Toutes nos tentatives pour contacter Hassan avaient échoué. Un mur de silence s’était élevé. Lui et sa famille avaient disparu. Leur sort était inconnu. Ses jeunes fils, Ali et Madhi, avaient sûrement fait la guerre.
La nuit, je rêvais de grenadiers aux fruits rouge sang, si mûrs que leur peau éclatait. Le temps passait. Dix ans, puis vingt ans.
1. Le mollah Nasruddin : personnage comique du folklore iranien.
2. Willie Mays : célèbre joueur de base-ball, membre de l’équipe des New York – San Francisco Giants.
3. Ted Koppel : célèbre journaliste de la chaîne ABC News.
En Perse, partir en voyage ressemble à une équation
algébrique :
on parvient – ou non – à la résoudre.
Robert BYRON1.
Au début du printemps 1998, ma famille entreprit enfin le voyage de retour attendu depuis si longtemps. Pas à destination de notre Irlande ancestrale, mais de l’Iran. Alors que la majorité des Américains avait encore à l’esprit des images de preneurs d’otages pompeux et de terroristes aux yeux fous, nous avons chassé nos peurs. Mes trois frères et moi, accompagnés de nos parents âgés, allions traverser le vaste plateau iranien à la recherche d’Hassan, notre ami perdu, notre mentor, l’homme qui avait pris soin de nous à Téhéran, il y a si longtemps. Notre périple de mille cent kilomètres par voie de terre, depuis l’antique cité méridionale de Chiraz, autrefois appelée le « Paris de la Perse », jusqu’au nord et à Téhéran, la métropole de l’Iran moderne, serait une odyssée interculturelle à la redécouverte d’un pays, de son peuple et de notre bien-aimée famille adoptive iranienne.

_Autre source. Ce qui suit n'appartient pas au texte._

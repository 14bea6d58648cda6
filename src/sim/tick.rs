//! Per-frame simulation tick
//!
//! Fixed update order within a tick:
//! vehicle → road scroll → curve → traffic → score → scenario → difficulty ramp.
//! Later steps always see this tick's values from earlier ones. The tick
//! that detects a collision still finishes; every later one is a no-op.

use super::curve;
use super::state::{GameEvent, SimulationState};
use super::traffic;
use super::vehicle;

/// Directional controls sampled once per tick
#[derive(Debug, Clone, Copy, Default, PartialEq, Eq)]
pub struct DriveInput {
    pub steer_left: bool,
    pub steer_right: bool,
    pub accelerate: bool,
}

/// Advance the simulation by one tick and report what happened
pub fn tick(state: &mut SimulationState, input: &DriveInput) -> Vec<GameEvent> {
    let mut events = Vec::new();
    if state.is_game_over {
        return events;
    }

    state.time_ticks += 1;

    vehicle::update(
        &mut state.player,
        input,
        state.curve.current,
        state.speed_multiplier,
        state.scenario.driving_hook(),
        state.time_ticks,
        &state.tuning,
    );

    // Road segment follows the car; re-entering the phase on wrap is harmless
    state.road_offset += state.player.speed * state.speed_multiplier;
    if state.road_offset > crate::consts::ROAD_WRAP_OFFSET {
        state.road_offset -= crate::consts::ROAD_SEGMENT_LENGTH;
        events.push(GameEvent::RoadWrapped {
            phase: state.scenario.phase,
        });
    }

    if let Some(angle) = curve::update(&mut state.curve, state.score.score, &mut state.rng, &state.tuning) {
        events.push(GameEvent::CurveSpawned { angle });
    }

    let traffic = traffic::update(
        &mut state.traffic,
        &state.player,
        state.curve.current,
        state.speed_multiplier,
        state.score.score,
        &mut state.rng,
        &state.tuning,
    );
    if traffic.spawned > 0 {
        events.push(GameEvent::OpponentsSpawned {
            count: traffic.spawned,
        });
    }
    if let Some(opponent) = traffic.collision {
        state.is_game_over = true;
        log::info!(
            "Game over! Collision at ({:.2}, {:.2}), score {}",
            state.player.pos.x,
            state.player.pos.y,
            state.score.displayed()
        );
        events.push(GameEvent::Collision {
            player: state.player.pos,
            opponent,
        });
    }

    if let Some(high_score) = state
        .score
        .record_tick(state.player.speed, state.speed_multiplier, &state.tuning)
    {
        events.push(GameEvent::NewHighScore(high_score));
    }

    if let Some(change) = state.scenario.update(state.score.score, &state.tuning) {
        events.push(GameEvent::PhaseEntered {
            phase: change.phase,
            cycle: change.cycle,
        });
    }

    // Gradually increase difficulty
    state.speed_multiplier += state.tuning.difficulty_ramp;

    events
}

#[cfg(test)]
mod tests {
    use super::*;
    use crate::sim::state::{Opponent, ScenarioPhase};
    use crate::tuning::Tuning;
    use glam::DVec2;
    use proptest::prelude::*;

    fn fresh(seed: u64) -> SimulationState {
        SimulationState::new(seed, Tuning::default())
    }

    #[test]
    fn test_min_speed_tick_scores_base_rate() {
        let mut state = fresh(1);
        tick(&mut state, &DriveInput::default());
        assert_eq!(state.player.speed, state.tuning.min_speed);
        assert!((state.score.score - 0.1).abs() < 1e-12);
    }

    #[test]
    fn test_multiplier_ramps_once_per_tick() {
        let mut state = fresh(2);
        for _ in 0..10 {
            tick(&mut state, &DriveInput::default());
        }
        assert!((state.speed_multiplier - 1.001).abs() < 1e-12);
    }

    #[test]
    fn test_collision_ends_game_and_freezes_state() {
        let mut state = fresh(3);
        state.traffic.opponents.push(Opponent {
            pos: state.player.pos + DVec2::new(0.2, -1.0),
        });

        let events = tick(&mut state, &DriveInput::default());
        assert!(state.is_game_over);
        let collisions = events
            .iter()
            .filter(|e| matches!(e, GameEvent::Collision { .. }))
            .count();
        assert_eq!(collisions, 1);

        // The crash tick still scores and ramps
        assert!((state.score.score - 0.1).abs() < 1e-12);
        assert!((state.speed_multiplier - 1.0001).abs() < 1e-12);

        let frozen = state.clone();
        let gas = DriveInput {
            steer_left: true,
            accelerate: true,
            ..Default::default()
        };
        for _ in 0..20 {
            assert!(tick(&mut state, &gas).is_empty());
        }
        assert_eq!(state.score.score, frozen.score.score);
        assert_eq!(state.player.pos, frozen.player.pos);
        assert_eq!(state.speed_multiplier, frozen.speed_multiplier);
        assert_eq!(state.time_ticks, frozen.time_ticks);
        assert_eq!(state.traffic.opponents, frozen.traffic.opponents);
    }

    #[test]
    fn test_crash_tick_still_enters_phase() {
        let mut state = fresh(8);
        state.score.score = 99.95;
        state.traffic.opponents.push(Opponent {
            pos: state.player.pos + DVec2::new(0.0, -1.0),
        });
        let events = tick(&mut state, &DriveInput::default());
        assert!(state.is_game_over);
        assert!(events.contains(&GameEvent::PhaseEntered {
            phase: ScenarioPhase::Snow,
            cycle: 0
        }));
    }

    #[test]
    fn test_phase_entered_at_threshold() {
        let mut state = fresh(4);
        state.score.score = 99.95;
        let events = tick(&mut state, &DriveInput::default());
        assert!(events.contains(&GameEvent::PhaseEntered {
            phase: ScenarioPhase::Snow,
            cycle: 0
        }));
        assert_eq!(state.scenario.phase, ScenarioPhase::Snow);
    }

    #[test]
    fn test_new_high_score_event() {
        let mut state = fresh(5).with_high_score(3);
        state.score.score = 3.95;
        let events = tick(&mut state, &DriveInput::default());
        assert!(events.contains(&GameEvent::NewHighScore(4)));
        assert_eq!(state.score.high_score, 4);
    }

    #[test]
    fn test_road_wraps() {
        let mut state = fresh(6);
        state.road_offset = crate::consts::ROAD_WRAP_OFFSET - 0.1;
        let events = tick(&mut state, &DriveInput::default());
        assert!(events.contains(&GameEvent::RoadWrapped {
            phase: ScenarioPhase::Start
        }));
        assert!(state.road_offset < 0.0);
    }

    #[test]
    fn test_determinism() {
        // Two states with same seed should produce identical results
        let mut state1 = fresh(99999);
        let mut state2 = fresh(99999);
        let inputs = [
            DriveInput {
                accelerate: true,
                ..Default::default()
            },
            DriveInput {
                steer_left: true,
                ..Default::default()
            },
            DriveInput::default(),
        ];

        for i in 0..600 {
            let input = inputs[i % inputs.len()];
            tick(&mut state1, &input);
            tick(&mut state2, &input);
        }

        assert_eq!(state1.time_ticks, state2.time_ticks);
        assert_eq!(state1.traffic.opponents, state2.traffic.opponents);
        assert_eq!(state1.player.pos, state2.player.pos);
        assert_eq!(state1.curve.current, state2.curve.current);
    }

    fn input_strategy() -> impl Strategy<Value = DriveInput> {
        (any::<bool>(), any::<bool>(), any::<bool>()).prop_map(|(l, r, a)| DriveInput {
            steer_left: l,
            steer_right: r,
            accelerate: a,
        })
    }

    proptest! {
        #![proptest_config(ProptestConfig::with_cases(64))]

        #[test]
        fn prop_invariants_hold(
            seed in any::<u64>(),
            start_score in 0.0f64..20_000.0,
            inputs in prop::collection::vec(input_strategy(), 1..400),
        ) {
            let mut state = fresh(seed);
            state.score.score = start_score;
            let tuning = state.tuning.clone();
            let half = tuning.half_road();
            let mut collisions = 0;

            for input in &inputs {
                let before = state.clone();
                let events = tick(&mut state, input);

                prop_assert!(state.player.speed >= tuning.min_speed);
                prop_assert!(state.player.speed <= tuning.max_speed);
                prop_assert!(state.player.pos.x.abs() <= half);
                prop_assert!(state.curve.current.abs() <= tuning.max_curve_angle * 2.0);
                prop_assert!(state.score.score >= before.score.score);
                prop_assert!(state.score.high_score >= before.score.high_score);
                prop_assert!(state.score.high_score >= state.score.displayed());

                if before.is_game_over {
                    prop_assert!(events.is_empty());
                    prop_assert_eq!(state.speed_multiplier, before.speed_multiplier);
                } else {
                    prop_assert!(
                        (state.speed_multiplier - before.speed_multiplier - tuning.difficulty_ramp).abs() < 1e-12
                    );
                }

                for event in &events {
                    match event {
                        GameEvent::Collision { .. } => collisions += 1,
                        GameEvent::OpponentsSpawned { count } => {
                            // Newest arrivals were placed past the spawn line, then moved one step
                            let step = state.player.speed * before.speed_multiplier * tuning.opponent_speed_factor;
                            let spawn_line = state.player.pos.y - tuning.spawn_min_gap;
                            for o in state.traffic.opponents.iter().rev().take(*count as usize) {
                                prop_assert!(o.pos.y - step < state.player.pos.y);
                                prop_assert!(o.pos.y - step <= spawn_line + 1e-9);
                            }
                        }
                        _ => {}
                    }
                }
            }
            prop_assert!(collisions <= 1);
        }

        #[test]
        fn prop_curve_always_flattens(seed in any::<u64>()) {
            let mut state = fresh(seed);
            state.curve.current = 0.6;
            state.curve.countdown = i32::MAX;
            let mut previous = state.curve.current.abs();
            for _ in 0..1000 {
                super::curve::update(&mut state.curve, 0.0, &mut state.rng, &state.tuning);
                prop_assert!(state.curve.current.abs() <= previous);
                previous = state.curve.current.abs();
            }
            prop_assert_eq!(state.curve.current, 0.0);
        }
    }
}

Les voyages sont souvent conçus en un quart de seconde miraculeux qui en éclaire le but et le parcours. Une fois l’embryon formé, tout le reste se met en place, en pièces éparses — visas et billets d’avion, cartes usagées, itinéraires détournés — un véritable puzzle de réalité et d’illusion.
Début décembre 1997, mon plus jeune frère, Richard, me téléphona, de son domicile en Arabie Saoudite, pour m’annoncer une nouvelle surprenante. Dans l’île indépendante de Bahreïn, dans le Golfe, on pouvait obtenir des visas pour l’Iran. La ligne, mauvaise, déformait sa voix.
— On vient de me dire que des dames d’Arabie sont allées en Iran faire du shopping. Elles ont atterri à Ispahan, ont acheté leurs tapis et sont reparties saines et sauves… un tapis sous chaque bras.
— Non !
— Ont eu leurs visas… à Bahreïn.
— Pour combien de temps ?
— Moins d’une semaine.
— Des Américaines ?
— Je ne sais pas. Je me renseignerai demain. Alors, baba, prêt à retourner là-bas ?
— Mamma mia, bégayai-je.
— Bon… Excellente idée ! Demande à Papa et Maman… Et pourquoi pas toute la famille ?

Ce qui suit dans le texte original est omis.